→ Your instructions
Extract all of the data and reproduce it precisely.
(Exercise input begins)
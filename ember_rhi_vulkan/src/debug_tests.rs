//! Unit tests for validation message filtering and counting

use super::*;
use serial_test::serial;

use ash::vk::DebugUtilsMessageSeverityFlagsEXT as Severity;
use ash::vk::DebugUtilsMessageTypeFlagsEXT as Type;

fn config(severity: DebugSeverity) -> Config {
    Config {
        severity,
        output: DebugOutput::File(std::env::temp_dir().join("ember_debug_tests.log").to_string_lossy().into_owned()),
        message_filter: DebugMessageFilter::default(),
        break_on_error: false,
        panic_on_error: false,
        enable_stats: true,
    }
}

// ============================================================================
// FILTERS
// ============================================================================

#[test]
fn test_level_uses_highest_severity_bit() {
    assert_eq!(Level::from_vk(Severity::ERROR | Severity::WARNING), Level::Error);
    assert_eq!(Level::from_vk(Severity::WARNING), Level::Warning);
    assert_eq!(Level::from_vk(Severity::INFO), Level::Info);
    assert_eq!(Level::from_vk(Severity::VERBOSE), Level::Verbose);
}

#[test]
fn test_severity_filter() {
    let errors_only = config(DebugSeverity::ErrorsOnly);
    assert!(should_report(&errors_only, Severity::ERROR, Type::VALIDATION));
    assert!(!should_report(&errors_only, Severity::WARNING, Type::VALIDATION));

    let all = config(DebugSeverity::All);
    assert!(should_report(&all, Severity::VERBOSE, Type::VALIDATION));
}

#[test]
fn test_category_filter() {
    // Default filter hides general messages
    let config = config(DebugSeverity::All);
    assert!(should_report(&config, Severity::WARNING, Type::VALIDATION));
    assert!(should_report(&config, Severity::WARNING, Type::PERFORMANCE));
    assert!(!should_report(&config, Severity::WARNING, Type::GENERAL));
}

#[test]
fn test_type_labels() {
    assert_eq!(type_label(Type::VALIDATION | Type::PERFORMANCE), "Validation");
    assert_eq!(type_label(Type::PERFORMANCE), "Performance");
    assert_eq!(type_label(Type::GENERAL), "General");
}

#[test]
fn test_plain_format_marks_repeats() {
    let once = format_plain(Level::Warning, "Validation", 1, "VUID-x", "bad thing");
    assert_eq!(once, "[VULKAN WARNING] [Validation]\n  ├─ Message ID: VUID-x\n  └─ bad thing\n");
    let thrice = format_plain(Level::Error, "General", 3, "id", "msg");
    assert!(thrice.starts_with("[VULKAN ERROR] [General] [×3]"));
}

// ============================================================================
// COUNTERS
// ============================================================================

#[test]
#[serial]
fn test_report_counts_by_severity() {
    init_debug_config(config(DebugSeverity::All));
    assert_eq!(report(Severity::ERROR, Type::VALIDATION, "a", "first"), Some(Level::Error));
    report(Severity::WARNING, Type::VALIDATION, "b", "second");
    report(Severity::WARNING, Type::PERFORMANCE, "c", "third");

    let stats = get_validation_stats();
    assert_eq!(stats.errors, 1);
    assert_eq!(stats.warnings, 2);
    assert_eq!(stats.total(), 3);
    cleanup_debug_config();
}

#[test]
#[serial]
fn test_filtered_messages_not_counted() {
    init_debug_config(config(DebugSeverity::ErrorsOnly));
    assert_eq!(report(Severity::WARNING, Type::VALIDATION, "a", "skipped"), None);
    assert_eq!(get_validation_stats().total(), 0);
    cleanup_debug_config();
}

#[test]
#[serial]
fn test_repeated_messages_grouped() {
    init_debug_config(config(DebugSeverity::All));
    assert_eq!(track_message("same"), 1);
    assert_eq!(track_message("same"), 2);
    assert_eq!(track_message("other"), 1);
    cleanup_debug_config();
}

#[test]
#[serial]
fn test_no_reports_after_cleanup() {
    init_debug_config(config(DebugSeverity::All));
    cleanup_debug_config();
    assert_eq!(report(Severity::ERROR, Type::VALIDATION, "a", "late"), None);
    assert_eq!(get_validation_stats().errors, 0);
}

#[test]
#[serial]
fn test_init_resets_counters() {
    init_debug_config(config(DebugSeverity::All));
    report(Severity::ERROR, Type::VALIDATION, "a", "x");
    init_debug_config(config(DebugSeverity::All));
    assert_eq!(get_validation_stats(), ValidationStats::default());
    cleanup_debug_config();
}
(Exercise input ends)
→ Your solution
filename ember_rhi_vulkan/src/debug_tests.rs
//! Unit tests for validation message filtering and counting

use super::*;
use serial_test::serial;

use ash::vk::DebugUtilsMessageSeverityFlagsEXT as Severity;
use ash::vk::DebugUtilsMessageTypeFlagsEXT as Type;

fn config(severity: DebugSeverity) -> Config {
    Config {
        severity,
        output: DebugOutput::File(std::env::temp_dir().join("ember_debug_tests.log").to_string_lossy().into_owned()),
        message_filter: DebugMessageFilter::default(),
        break_on_error: false,
        panic_on_error: false,
        enable_stats: true,
    }
}

// ============================================================================
// FILTERS
// ============================================================================

#[test]
fn test_level_uses_highest_severity_bit() {
    assert_eq!(Level::from_vk(Severity::ERROR | Severity::WARNING), Level::Error);
    assert_eq!(Level::from_vk(Severity::WARNING), Level::Warning);
    assert_eq!(Level::from_vk(Severity::INFO), Level::Info);
    assert_eq!(Level::from_vk(Severity::VERBOSE), Level::Verbose);
}

#[test]
fn test_severity_filter() {
    let errors_only = config(DebugSeverity::ErrorsOnly);
    assert!(should_report(&errors_only, Severity::ERROR, Type::VALIDATION));
    assert!(!should_report(&errors_only, Severity::WARNING, Type::VALIDATION));

    let all = config(DebugSeverity::All);
    assert!(should_report(&all, Severity::VERBOSE, Type::VALIDATION));
}

#[test]
fn test_category_filter() {
    // Default filter hides general messages
    let config = config(DebugSeverity::All);
    assert!(should_report(&config, Severity::WARNING, Type::VALIDATION));
    assert!(should_report(&config, Severity::WARNING, Type::PERFORMANCE));
    assert!(!should_report(&config, Severity::WARNING, Type::GENERAL));
}

#[test]
fn test_type_labels() {
    assert_eq!(type_label(Type::VALIDATION | Type::PERFORMANCE), "Validation");
    assert_eq!(type_label(Type::PERFORMANCE), "Performance");
    assert_eq!(type_label(Type::GENERAL), "General");
}

#[test]
fn test_plain_format_marks_repeats() {
    let once = format_plain(Level::Warning, "Validation", 1, "VUID-x", "bad thing");
    assert_eq!(once, "[VULKAN WARNING] [Validation]\n  ├─ Message ID: VUID-x\n  └─ bad thing\n");
    let thrice = format_plain(Level::Error, "General", 3, "id", "msg");
    assert!(thrice.starts_with("[VULKAN ERROR] [General] [×3]"));
}

// ============================================================================
// COUNTERS
// ============================================================================

#[test]
#[serial]
fn test_report_counts_by_severity() {
    init_debug_config(config(DebugSeverity::All));
    assert_eq!(report(Severity::ERROR, Type::VALIDATION, "a", "first"), Some(Level::Error));
    report(Severity::WARNING, Type::VALIDATION, "b", "second");
    report(Severity::WARNING, Type::PERFORMANCE, "c", "third");

    let stats = get_validation_stats();
    assert_eq!(stats.errors, 1);
    assert_eq!(stats.warnings, 2);
    assert_eq!(stats.total(), 3);
    cleanup_debug_config();
}

#[test]
#[serial]
fn test_filtered_messages_not_counted() {
    init_debug_config(config(DebugSeverity::ErrorsOnly));
    assert_eq!(report(Severity::WARNING, Type::VALIDATION, "a", "skipped"), None);
    assert_eq!(get_validation_stats().total(), 0);
    cleanup_debug_config();
}

#[test]
#[serial]
fn test_repeated_messages_grouped() {
    init_debug_config(config(DebugSeverity::All));
    assert_eq!(track_message("same"), 1);
    assert_eq!(track_message("same"), 2);
    assert_eq!(track_message("other"), 1);
    cleanup_debug_config();
}

#[test]
#[serial]
fn test_no_reports_after_cleanup() {
    init_debug_config(config(DebugSeverity::All));
    cleanup_debug_config();
    assert_eq!(report(Severity::ERROR, Type::VALIDATION, "a", "late"), None);
    assert_eq!(get_validation_stats().errors, 0);
}

#[test]
#[serial]
fn test_init_resets_counters() {
    init_debug_config(config(DebugSeverity::All));
    report(Severity::ERROR, Type::VALIDATION, "a", "x");
    init_debug_config(config(DebugSeverity::All));
    assert_eq!(get_validation_stats(), ValidationStats::default());
    cleanup_debug_config();
}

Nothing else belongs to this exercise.